[Entries taken from a collection]
· · · · ·

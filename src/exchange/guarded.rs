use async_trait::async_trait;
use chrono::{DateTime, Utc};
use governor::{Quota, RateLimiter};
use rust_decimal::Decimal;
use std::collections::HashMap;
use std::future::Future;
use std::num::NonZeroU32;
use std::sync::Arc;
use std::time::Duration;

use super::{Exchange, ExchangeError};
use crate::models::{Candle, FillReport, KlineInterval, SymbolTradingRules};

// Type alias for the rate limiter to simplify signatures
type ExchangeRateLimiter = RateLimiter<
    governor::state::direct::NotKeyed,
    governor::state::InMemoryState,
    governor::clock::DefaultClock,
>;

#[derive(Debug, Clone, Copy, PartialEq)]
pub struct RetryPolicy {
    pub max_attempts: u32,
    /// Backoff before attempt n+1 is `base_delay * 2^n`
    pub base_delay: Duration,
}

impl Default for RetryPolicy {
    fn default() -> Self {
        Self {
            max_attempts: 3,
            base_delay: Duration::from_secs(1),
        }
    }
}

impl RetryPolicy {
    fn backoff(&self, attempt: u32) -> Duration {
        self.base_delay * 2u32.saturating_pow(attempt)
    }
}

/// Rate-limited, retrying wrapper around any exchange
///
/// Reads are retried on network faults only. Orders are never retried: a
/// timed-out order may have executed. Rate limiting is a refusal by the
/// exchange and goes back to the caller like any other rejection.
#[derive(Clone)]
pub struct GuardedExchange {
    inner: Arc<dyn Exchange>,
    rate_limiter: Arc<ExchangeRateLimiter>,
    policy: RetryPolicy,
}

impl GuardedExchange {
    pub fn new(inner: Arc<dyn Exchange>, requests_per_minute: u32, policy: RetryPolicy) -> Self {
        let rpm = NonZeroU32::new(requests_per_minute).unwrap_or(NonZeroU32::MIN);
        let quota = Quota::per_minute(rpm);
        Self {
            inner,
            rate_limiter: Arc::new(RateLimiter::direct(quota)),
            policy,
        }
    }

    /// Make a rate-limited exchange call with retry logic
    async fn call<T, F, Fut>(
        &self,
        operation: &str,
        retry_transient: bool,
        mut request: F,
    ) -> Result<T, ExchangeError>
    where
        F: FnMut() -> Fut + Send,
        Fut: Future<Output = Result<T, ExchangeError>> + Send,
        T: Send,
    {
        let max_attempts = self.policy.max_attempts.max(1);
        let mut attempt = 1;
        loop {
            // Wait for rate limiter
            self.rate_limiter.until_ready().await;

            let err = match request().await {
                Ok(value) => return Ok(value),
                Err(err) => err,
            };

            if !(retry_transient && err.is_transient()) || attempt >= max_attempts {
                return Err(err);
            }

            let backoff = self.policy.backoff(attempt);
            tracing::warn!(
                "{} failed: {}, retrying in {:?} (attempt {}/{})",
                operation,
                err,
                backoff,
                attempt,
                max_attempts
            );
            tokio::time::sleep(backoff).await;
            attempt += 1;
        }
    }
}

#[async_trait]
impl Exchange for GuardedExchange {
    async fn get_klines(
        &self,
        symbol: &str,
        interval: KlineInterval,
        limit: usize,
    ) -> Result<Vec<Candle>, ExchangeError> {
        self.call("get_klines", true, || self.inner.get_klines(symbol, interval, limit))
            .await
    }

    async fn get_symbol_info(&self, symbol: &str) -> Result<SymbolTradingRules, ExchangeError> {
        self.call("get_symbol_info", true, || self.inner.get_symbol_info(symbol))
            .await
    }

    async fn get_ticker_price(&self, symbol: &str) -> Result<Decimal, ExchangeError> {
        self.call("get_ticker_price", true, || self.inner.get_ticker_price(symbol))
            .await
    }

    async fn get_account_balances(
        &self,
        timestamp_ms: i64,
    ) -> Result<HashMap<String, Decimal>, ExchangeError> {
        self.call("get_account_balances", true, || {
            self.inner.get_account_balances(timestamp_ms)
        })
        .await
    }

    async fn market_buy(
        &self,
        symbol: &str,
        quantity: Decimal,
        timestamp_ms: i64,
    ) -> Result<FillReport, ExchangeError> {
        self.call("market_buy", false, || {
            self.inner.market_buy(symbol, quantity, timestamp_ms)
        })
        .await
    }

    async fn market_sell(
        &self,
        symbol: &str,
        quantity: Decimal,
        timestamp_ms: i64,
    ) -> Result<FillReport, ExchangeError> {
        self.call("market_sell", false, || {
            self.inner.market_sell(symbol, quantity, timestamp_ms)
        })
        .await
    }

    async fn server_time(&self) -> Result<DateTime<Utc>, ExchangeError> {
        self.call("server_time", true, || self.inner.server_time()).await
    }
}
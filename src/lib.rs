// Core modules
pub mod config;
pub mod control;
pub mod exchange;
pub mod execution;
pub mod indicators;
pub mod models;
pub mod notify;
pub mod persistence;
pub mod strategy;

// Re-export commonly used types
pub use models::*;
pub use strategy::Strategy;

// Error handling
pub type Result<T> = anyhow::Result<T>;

· · · · ·

### HOW TO COMPLETE THIS TASK
Repeat each entry above exactly as shown.

### ANSWER TO THIS TASK
filename src/exchange/guarded.rs
use async_trait::async_trait;
use chrono::{DateTime, Utc};
use governor::{Quota, RateLimiter};
use rust_decimal::Decimal;
use std::collections::HashMap;
use std::future::Future;
use std::num::NonZeroU32;
use std::sync::Arc;
use std::time::Duration;

use super::{Exchange, ExchangeError};
use crate::models::{Candle, FillReport, KlineInterval, SymbolTradingRules};

// Type alias for the rate limiter to simplify signatures
type ExchangeRateLimiter = RateLimiter<
    governor::state::direct::NotKeyed,
    governor::state::InMemoryState,
    governor::clock::DefaultClock,
>;

#[derive(Debug, Clone, Copy, PartialEq)]
pub struct RetryPolicy {
    pub max_attempts: u32,
    /// Backoff before attempt n+1 is `base_delay * 2^n`
    pub base_delay: Duration,
}

impl Default for RetryPolicy {
    fn default() -> Self {
        Self {
            max_attempts: 3,
            base_delay: Duration::from_secs(1),
        }
    }
}

impl RetryPolicy {
    fn backoff(&self, attempt: u32) -> Duration {
        self.base_delay * 2u32.saturating_pow(attempt)
    }
}

/// Rate-limited, retrying wrapper around any exchange
///
/// Reads are retried on network faults only. Orders are never retried: a
/// timed-out order may have executed. Rate limiting is a refusal by the
/// exchange and goes back to the caller like any other rejection.
#[derive(Clone)]
pub struct GuardedExchange {
    inner: Arc<dyn Exchange>,
    rate_limiter: Arc<ExchangeRateLimiter>,
    policy: RetryPolicy,
}

impl GuardedExchange {
    pub fn new(inner: Arc<dyn Exchange>, requests_per_minute: u32, policy: RetryPolicy) -> Self {
        let rpm = NonZeroU32::new(requests_per_minute).unwrap_or(NonZeroU32::MIN);
        let quota = Quota::per_minute(rpm);
        Self {
            inner,
            rate_limiter: Arc::new(RateLimiter::direct(quota)),
            policy,
        }
    }

    /// Make a rate-limited exchange call with retry logic
    async fn call<T, F, Fut>(
        &self,
        operation: &str,
        retry_transient: bool,
        mut request: F,
    ) -> Result<T, ExchangeError>
    where
        F: FnMut() -> Fut + Send,
        Fut: Future<Output = Result<T, ExchangeError>> + Send,
        T: Send,
    {
        let max_attempts = self.policy.max_attempts.max(1);
        let mut attempt = 1;
        loop {
            // Wait for rate limiter
            self.rate_limiter.until_ready().await;

            let err = match request().await {
                Ok(value) => return Ok(value),
                Err(err) => err,
            };

            if !(retry_transient && err.is_transient()) || attempt >= max_attempts {
                return Err(err);
            }

            let backoff = self.policy.backoff(attempt);
            tracing::warn!(
                "{} failed: {}, retrying in {:?} (attempt {}/{})",
                operation,
                err,
                backoff,
                attempt,
                max_attempts
            );
            tokio::time::sleep(backoff).await;
            attempt += 1;
        }
    }
}

#[async_trait]
impl Exchange for GuardedExchange {
    async fn get_klines(
        &self,
        symbol: &str,
        interval: KlineInterval,
        limit: usize,
    ) -> Result<Vec<Candle>, ExchangeError> {
        self.call("get_klines", true, || self.inner.get_klines(symbol, interval, limit))
            .await
    }

    async fn get_symbol_info(&self, symbol: &str) -> Result<SymbolTradingRules, ExchangeError> {
        self.call("get_symbol_info", true, || self.inner.get_symbol_info(symbol))
            .await
    }

    async fn get_ticker_price(&self, symbol: &str) -> Result<Decimal, ExchangeError> {
        self.call("get_ticker_price", true, || self.inner.get_ticker_price(symbol))
            .await
    }

    async fn get_account_balances(
        &self,
        timestamp_ms: i64,
    ) -> Result<HashMap<String, Decimal>, ExchangeError> {
        self.call("get_account_balances", true, || {
            self.inner.get_account_balances(timestamp_ms)
        })
        .await
    }

    async fn market_buy(
        &self,
        symbol: &str,
        quantity: Decimal,
        timestamp_ms: i64,
    ) -> Result<FillReport, ExchangeError> {
        self.call("market_buy", false, || {
            self.inner.market_buy(symbol, quantity, timestamp_ms)
        })
        .await
    }

    async fn market_sell(
        &self,
        symbol: &str,
        quantity: Decimal,
        timestamp_ms: i64,
    ) -> Result<FillReport, ExchangeError> {
        self.call("market_sell", false, || {
            self.inner.market_sell(symbol, quantity, timestamp_ms)
        })
        .await
    }

    async fn server_time(&self) -> Result<DateTime<Utc>, ExchangeError> {
        self.call("server_time", true, || self.inner.server_time()).await
    }
}
filename src/lib.rs
// Core modules
pub mod config;
pub mod control;
pub mod exchange;
pub mod execution;
pub mod indicators;
pub mod models;
pub mod notify;
pub mod persistence;
pub mod strategy;

// Re-export commonly used types
pub use models::*;
pub use strategy::Strategy;

// Error handling
pub type Result<T> = anyhow::Result<T>;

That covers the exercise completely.